Decision maker satisfaction in a web analytics context: the impact of analysts’ skills
thesisposted on 2021-06-08, 10:33 authored by Stephen Verspan
This quantitative research targets decision makers, who rely on the analysis of web data (web analytics) in order to make strategic decisions. As identified in the literature, important factors in a web analytics context are information quality, human factors and the presence of actionable insights. Thus, the research had two objectives. The first objective was to provide a better understanding of the skill(s) that matter(s) the most when hiring, training, or working with a web analyst, with the objective of obtaining actionable insights from the reports the team of web analysts prepares. The second objective was to propose a model – based on the DeLone and McLean’s (2002) Information Systems (IS) success model – that predicts web analytics success on the basis of decision maker satisfaction, which in turn depends on information quality, and business, analytical and technical skills of a team of web analysts.
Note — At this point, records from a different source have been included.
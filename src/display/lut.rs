/*
 *  display/lut.rs
 *
 *  unicornhatmini - two chips, one picture
 *  (c) 2020-26 unicornhatmini contributors
 *
 *  Logical pixel slot to transfer buffer channel offsets
 *
 *  This program is free software: you can redistribute it and/or modify
 *  it under the terms of the GNU General Public License as published by
 *  the Free Software Foundation, either version 3 of the License, or
 *  (at your option) any later version.
 *
 *  This program is distributed in the hope that it will be useful,
 *  but WITHOUT ANY WARRANTY; without even the implied warranty of
 *  MERCHANTABILITY or FITNESS FOR A PARTICULAR PURPOSE.  See the
 *  GNU General Public License for more details.
 *
 *  See <http://www.gnu.org/licenses/> to get a copy of the GNU General
 *  Public License.
 *
 */

use super::PIXEL_COUNT;

/// (red, green, blue) byte offsets into the transfer buffer for each
/// logical slot, in `x * ROWS + y` order.
///
/// This is the board wiring, not a formula. Slots 0..63 land in the left
/// chip's half (0..224), slots 63..119 in the right chip's half (224..448).
pub static LUT: [[u16; 3]; PIXEL_COUNT] = [
    [139, 138, 137], [223, 222, 221], [167, 166, 165], [195, 194, 193],
    [111, 110, 109], [55, 54, 53], [83, 82, 81], [136, 135, 134],
    [220, 219, 218], [164, 163, 162], [192, 191, 190], [108, 107, 106],
    [52, 51, 50], [80, 79, 78], [113, 115, 114], [197, 199, 198],
    [141, 143, 142], [169, 171, 170], [85, 87, 86], [29, 31, 30],
    [57, 59, 58], [116, 118, 117], [200, 202, 201], [144, 146, 145],
    [172, 174, 173], [88, 90, 89], [32, 34, 33], [60, 62, 61],
    [119, 121, 120], [203, 205, 204], [147, 149, 148], [175, 177, 176],
    [91, 93, 92], [35, 37, 36], [63, 65, 64], [122, 124, 123],
    [206, 208, 207], [150, 152, 151], [178, 180, 179], [94, 96, 95],
    [38, 40, 39], [66, 68, 67], [125, 127, 126], [209, 211, 210],
    [153, 155, 154], [181, 183, 182], [97, 99, 98], [41, 43, 42],
    [69, 71, 70], [128, 130, 129], [212, 214, 213], [156, 158, 157],
    [184, 186, 185], [100, 102, 101], [44, 46, 45], [72, 74, 73],
    [131, 133, 132], [215, 217, 216], [159, 161, 160], [187, 189, 188],
    [103, 105, 104], [47, 49, 48], [75, 77, 76], [363, 362, 361],
    [447, 446, 445], [391, 390, 389], [419, 418, 417], [335, 334, 333],
    [279, 278, 277], [307, 306, 305], [360, 359, 358], [444, 443, 442],
    [388, 387, 386], [416, 415, 414], [332, 331, 330], [276, 275, 274],
    [304, 303, 302], [337, 339, 338], [421, 423, 422], [365, 367, 366],
    [393, 395, 394], [309, 311, 310], [253, 255, 254], [281, 283, 282],
    [340, 342, 341], [424, 426, 425], [368, 370, 369], [396, 398, 397],
    [312, 314, 313], [256, 258, 257], [284, 286, 285], [343, 345, 344],
    [427, 429, 428], [371, 373, 372], [399, 401, 400], [315, 317, 316],
    [259, 261, 260], [287, 289, 288], [346, 348, 347], [430, 432, 431],
    [374, 376, 375], [402, 404, 403], [318, 320, 319], [262, 264, 263],
    [290, 292, 291], [349, 351, 350], [433, 435, 434], [377, 379, 378],
    [405, 407, 406], [321, 323, 322], [265, 267, 266], [293, 295, 294],
    [352, 354, 353], [436, 438, 437], [380, 382, 381], [408, 410, 409],
    [324, 326, 325], [268, 270, 269], [296, 298, 297],
];
impl<SPI, CS> UnicornHatMini<SPI, CS>
where
    SPI: SpiDevice,
    CS: OutputPin,
{
    /// Take ownership of both panels and run the power-up sequence on each
    ///
    /// The panels are put in left/right order by their [`PanelId`], so the
    /// arguments must be one of each.
    pub fn new<D: DelayNs>(
        left: Panel<SPI, CS>,
        right: Panel<SPI, CS>,
        delay: &mut D,
    ) -> Result<Self, DisplayError> {
        if left.id() != PanelId::Left || right.id() != PanelId::Right {
            return Err(DisplayError::InvalidConfiguration(format!(
                "expected left and right panels, got {} and {}",
                left.id(),
                right.id()
            )));
        }

        let mut display = Self {
            frame: FrameBuffer::new(),
            buf: [0; TRANSFER_BUFFER_LEN],
            rotation: Rotation::default(),
            panels: [left, right],
        };

        info!("Initializing display ({} panels)", display.panels.len());
        for index in 0..display.panels.len() {
            let panel = display.panels[index].id();
            display
                .init_panel(index, delay)
                .map_err(|e| DisplayError::PanelInitFailed { panel, source: Box::new(e) })?;
        }
        info!("Display initialized successfully.");

        Ok(display)
    }

    /// Configure and blank one chip before switching it on
    fn init_panel<D: DelayNs>(&mut self, index: usize, delay: &mut D) -> Result<(), DisplayError> {
        let offset = self.panels[index].offset();
        let blank = self.write_display_frame(offset);
        let panel = &mut self.panels[index];
        debug!("{} panel: power-up sequence", panel.id());

        panel.xfer(&[SOFT_RESET])?;
        delay.delay_ms(RESET_SETTLE_MS);
        panel.xfer(&[GLOBAL_BRIGHTNESS, DEFAULT_BRIGHTNESS])?;
        panel.xfer(&[SCROLL_CTRL, SCROLL_OFF])?;
        panel.xfer(&[SYSTEM_CTRL, SYSTEM_OFF])?;
        panel.xfer(&blank)?;
        panel.xfer(&[COM_PIN_CTRL, PINS_ALL_ON])?;
        panel.xfer(&[ROW_PIN_CTRL, PINS_ALL_ON, PINS_ALL_ON, PINS_ALL_ON, PINS_ALL_ON])?;
        panel.xfer(&[SYSTEM_CTRL, SYSTEM_ON])
    }

    /// Write-display opcode, start address and one panel's half of the buffer
    fn write_display_frame(&self, offset: usize) -> [u8; PANEL_BUFFER_LEN + 2] {
        let mut frame = [0; PANEL_BUFFER_LEN + 2];
        frame[0] = WRITE_DISPLAY;
        frame[1] = DISPLAY_START_ADDR;
        frame[2..].copy_from_slice(&self.buf[offset..offset + PANEL_BUFFER_LEN]);
        frame
    }

    /// Send the same command to every panel
    ///
    /// Every panel is attempted; the first failure is returned and any later
    /// one is logged.
    fn broadcast(&mut self, data: &[u8]) -> Result<(), DisplayError> {
        let mut first = Ok(());
        for panel in self.panels.iter_mut() {
            if let Err(e) = panel.xfer(data) {
                first = keep_first(first, e);
            }
        }
        first
    }

    /// Set a pixel at a visible coordinate
    ///
    /// Coordinates outside the current [`shape`](Self::shape) are ignored.
    /// After a quarter turn the accepted range is 7 wide by 17 tall, so
    /// `(3, 10)` at 90 degrees is drawn rather than dropped.
    /// Channels are reduced to 6 bits by dropping the two low bits.
    pub fn set_pixel(&mut self, x: i32, y: i32, r: u8, g: u8, b: u8) {
        self.frame.set_pixel(self.rotation, x, y, r, g, b);
    }

    pub fn set_all(&mut self, r: u8, g: u8, b: u8) {
        self.frame.set_all(r, g, b);
    }

    pub fn clear(&mut self) {
        self.frame.clear();
    }

    /// Set global brightness on both chips, 0.0 (off) to 1.0 (full)
    ///
    /// Out of range values are clamped, NaN counts as off.
    pub fn set_brightness(&mut self, level: f32) -> Result<(), DisplayError> {
        let value = brightness_register(level);
        debug!("Setting brightness {} -> {}", level, value);
        self.broadcast(&[GLOBAL_BRIGHTNESS, value])
    }

    /// Change how later `set_pixel` calls are mapped; stored pixels stay put
    pub fn set_rotation(&mut self, degrees: u16) -> Result<(), DisplayError> {
        let rotation = Rotation::try_from(degrees)?;
        debug!("Rotation {} -> {}", self.rotation.degrees(), degrees);
        self.rotation = rotation;
        Ok(())
    }

    pub fn rotation(&self) -> Rotation {
        self.rotation
    }

    /// Visible (width, height): (17, 7), or (7, 17) after a quarter turn
    pub fn shape(&self) -> (usize, usize) {
        self.rotation.shape()
    }

    /// Repack the frame buffer into the transfer buffer and send it
    ///
    /// Both panels are written even if the left one fails; the first error
    /// is returned.
    pub fn show(&mut self) -> Result<(), DisplayError> {
        for (px, offsets) in self.frame.as_slice().iter().zip(LUT.iter()) {
            let [ro, go, bo] = offsets.map(usize::from);
            self.buf[ro] = px.r();
            self.buf[go] = px.g();
            self.buf[bo] = px.b();
        }

        let mut first = Ok(());
        for index in 0..self.panels.len() {
            let frame = self.write_display_frame(self.panels[index].offset());
            if let Err(e) = self.panels[index].xfer(&frame) {
                first = keep_first(first, e);
            }
        }
        first
    }

    /// Switch both chips off, leaving registers and RAM intact
    pub fn shutdown(&mut self) -> Result<(), DisplayError> {
        info!("Shutting down display");
        let sequence: [&[u8]; 3] = [
            &[COM_PIN_CTRL, PINS_ALL_OFF],
            &[ROW_PIN_CTRL, PINS_ALL_OFF, PINS_ALL_OFF, PINS_ALL_OFF, PINS_ALL_OFF],
            &[SYSTEM_CTRL, SYSTEM_OFF],
        ];

        let mut first = Ok(());
        for panel in self.panels.iter_mut() {
            for cmd in sequence {
                if let Err(e) = panel.xfer(cmd) {
                    first = keep_first(first, e);
                }
            }
        }
        first
    }

    /// Blank the LEDs and switch both chips off
    ///
    /// Clears the frame, flushes it and runs [`shutdown`](Self::shutdown).
    /// Every step runs even if an earlier one fails; the first error is
    /// returned.
    pub fn close(&mut self) -> Result<(), DisplayError> {
        self.clear();
        let flushed = self.show();
        if let Err(e) = &flushed {
            error!("Error blanking display: {}", e);
        }
        let off = self.shutdown();
        if let Err(e) = &off {
            error!("Error shutting down display: {}", e);
        }
        flushed.and(off)
    }

    /// Stored 6-bit value of a storage slot (unrotated `x * 7 + y` order)
    pub fn pixel(&self, slot: usize) -> Option<Rgb666> {
        self.frame.get(slot)
    }

    pub fn frame_buffer(&self) -> &FrameBuffer {
        &self.frame
    }

    /// Bytes staged by the last `show`
    pub fn transfer_buffer(&self) -> &[u8; TRANSFER_BUFFER_LEN] {
        &self.buf
    }

    /// Give the panels back without sending anything
    pub fn release(self) -> (Panel<SPI, CS>, Panel<SPI, CS>) {
        let [left, right] = self.panels;
        (left, right)
    }
}

fn keep_first(first: Result<(), DisplayError>, err: DisplayError) -> Result<(), DisplayError> {
    match first {
        Ok(()) => Err(err),
        Err(prev) => {
            warn!("Additional display error: {}", err);
            Err(prev)
        }
    }
}

/// Map 0.0..=1.0 onto the 6-bit global brightness register
pub fn brightness_register(level: f32) -> u8 {
    let level = if level.is_nan() { 0.0 } else { level.clamp(0.0, 1.0) };
    (f32::from(MAX_BRIGHTNESS) * level) as u8
}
The results obtained from this study reveal that web data analysis expertise, and the ability to provide agreed upon practical insights are key skills that have a significant impact on decision maker satisfaction. These findings are beneficial to several stakeholders, such as academia, researchers, and the business community, as they provide empirical evidence that may help develop curriculum, provide directions for future research, and determine what profiles to target when hiring or training web analysts. Furthermore, these results provide evidence of the reliability of the proposed research model, and the applicability of the DeLone et al.’s (2002) IS success model to the WA context.